Increasing the shoulders’ breadth and strength.
We will increase the shoulders with the following three exercises, forming a good, core shoulder routine.
1. The seated shoulder press = 3 sets of 12 to 20 repetitions; do 2 to 8 “reps” when training for strength.
2. Seated shoulder press behind neck = 3 sets of 12 to 20 reps.
3. Dumbbell laterals = 3 sets of 12 to 20 reps.
Sit at a flat bench or nautilus machine facing the bar or apparatus. Use a weight with which you can exhaust the muscle within the desired range of repetitions. You should barely be able to complete the last rep. Use a spotter or helper for safety if needed. Press the bar up over your head, arms extended and almost locked. Lower the bar again. Breathe in on the first movement and out on the second.
For the seated press behind neck, sit back to the bar and lower the weight behind the neck.
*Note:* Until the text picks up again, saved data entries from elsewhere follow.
//! Plain-text estimate and cutting list.

use crate::plan::Plan;
use std::fmt::Write;

/// Format a monetary amount rounded to whole units with thousands separators.
pub fn format_amount(value: f64) -> String {
    let rounded = value.round() as i64;
    let digits = rounded.unsigned_abs().to_string();
    let mut out = String::with_capacity(digits.len() + digits.len() / 3 + 1);
    if rounded < 0 {
        out.push('-');
    }
    for (i, c) in digits.chars().enumerate() {
        if i > 0 && (digits.len() - i) % 3 == 0 {
            out.push(',');
        }
        out.push(c);
    }
    out
}

/// Generate the estimate summary followed by the per-sheet cutting list.
pub fn generate_report(plan: &Plan) -> String {
    let selection = &plan.selection;
    let layout = &selection.layout;
    let mut out = String::new();

    let material = match &plan.material {
        Some(m) => format!("{} ({} mm)", m.name, m.thickness),
        None => "(none)".to_string(),
    };
    writeln!(out, "{:<12} {}", "Material:", material).unwrap();
    writeln!(
        out,
        "{:<12} {} ({} x {} mm)",
        "Stock:", selection.label, layout.sheet_width, layout.sheet_height
    )
    .unwrap();
    writeln!(out, "{:<12} {} mm", "Kerf:", plan.kerf).unwrap();
    writeln!(out, "{:<12} {}", "Parts:", plan.part_count).unwrap();
    writeln!(out, "{:<12} {}", "Sheets:", selection.sheet_count).unwrap();
    writeln!(out, "{:<12} {}", "Unit price:", format_amount(selection.unit_price)).unwrap();
    writeln!(out, "{:<12} {}", "Total cost:", format_amount(selection.total_cost)).unwrap();

    if selection.evaluated.len() > 1 {
        writeln!(out).unwrap();
        writeln!(out, "Candidates:").unwrap();
        for summary in &selection.evaluated {
            let marker = if summary.label == selection.label {
                "  (selected)"
            } else {
                ""
            };
            writeln!(
                out,
                "  {:<8} {:>3} sheet(s) {:>10}{}",
                summary.label,
                summary.sheet_count,
                format_amount(summary.total_cost),
                marker
            )
            .unwrap();
        }
    }

    let total = layout.sheet_count();
    for sheet in &layout.sheets {
        writeln!(out).unwrap();
        writeln!(
            out,
            "Sheet {}/{}: {} part(s), utilization {:.1}%",
            sheet.id,
            total,
            sheet.placement_count(),
            layout.utilization(sheet) * 100.0
        )
        .unwrap();
        for p in sheet.placements() {
            writeln!(
                out,
                "  {:<10} {} x {} at ({}, {})",
                p.name, p.width, p.height, p.x, p.y
            )
            .unwrap();
        }
    }

    out
}

/// Serialize the whole plan as pretty-printed JSON, newline terminated.
pub fn generate_json(plan: &Plan) -> serde_json::Result<String> {
    let mut json = serde_json::to_string_pretty(plan)?;
    json.push('\n');
    Ok(json)
}

#[cfg(test)]
mod tests {
    use super::*;
    use crate::model::{Job, PartSpec};
    use crate::plan::plan_job;

    #[test]
    fn test_format_amount() {
        assert_eq!(format_amount(0.0), "0");
        assert_eq!(format_amount(999.0), "999");
        assert_eq!(format_amount(3600.0), "3,600");
        assert_eq!(format_amount(1234567.4), "1,234,567");
        assert_eq!(format_amount(-4500.0), "-4,500");
    }

    #[test]
    fn test_generate_json() {
        let job = Job::new().with_part(PartSpec::new("Shelf", 900.0, 450.0, 2));
        let plan = plan_job(&job).unwrap();
        let json = generate_json(&plan).unwrap();
        assert!(json.ends_with("}\n"));

        let value: serde_json::Value = serde_json::from_str(&json).unwrap();
        assert_eq!(value["part_count"], 2);
        assert_eq!(value["selection"]["label"], plan.selection.label.as_str());
    }
}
You may wish to use less weight.
Dumbbell laterals will help give you the shoulder breadth that is so shapely and attractive. Using much lighter weight until you are used to it, hold equally weighted dumbbells to each side. Bend at the waist slightly throughout each set. Now raise the dumbbells laterally (to each side), elbows bent slightly. Lower the weight again. Keep a steady, even motion flowing. Breathe in on the first movement and out on the second. To train for strength use heavier weight and fewer repetitions, usually between 2 and 8 reps.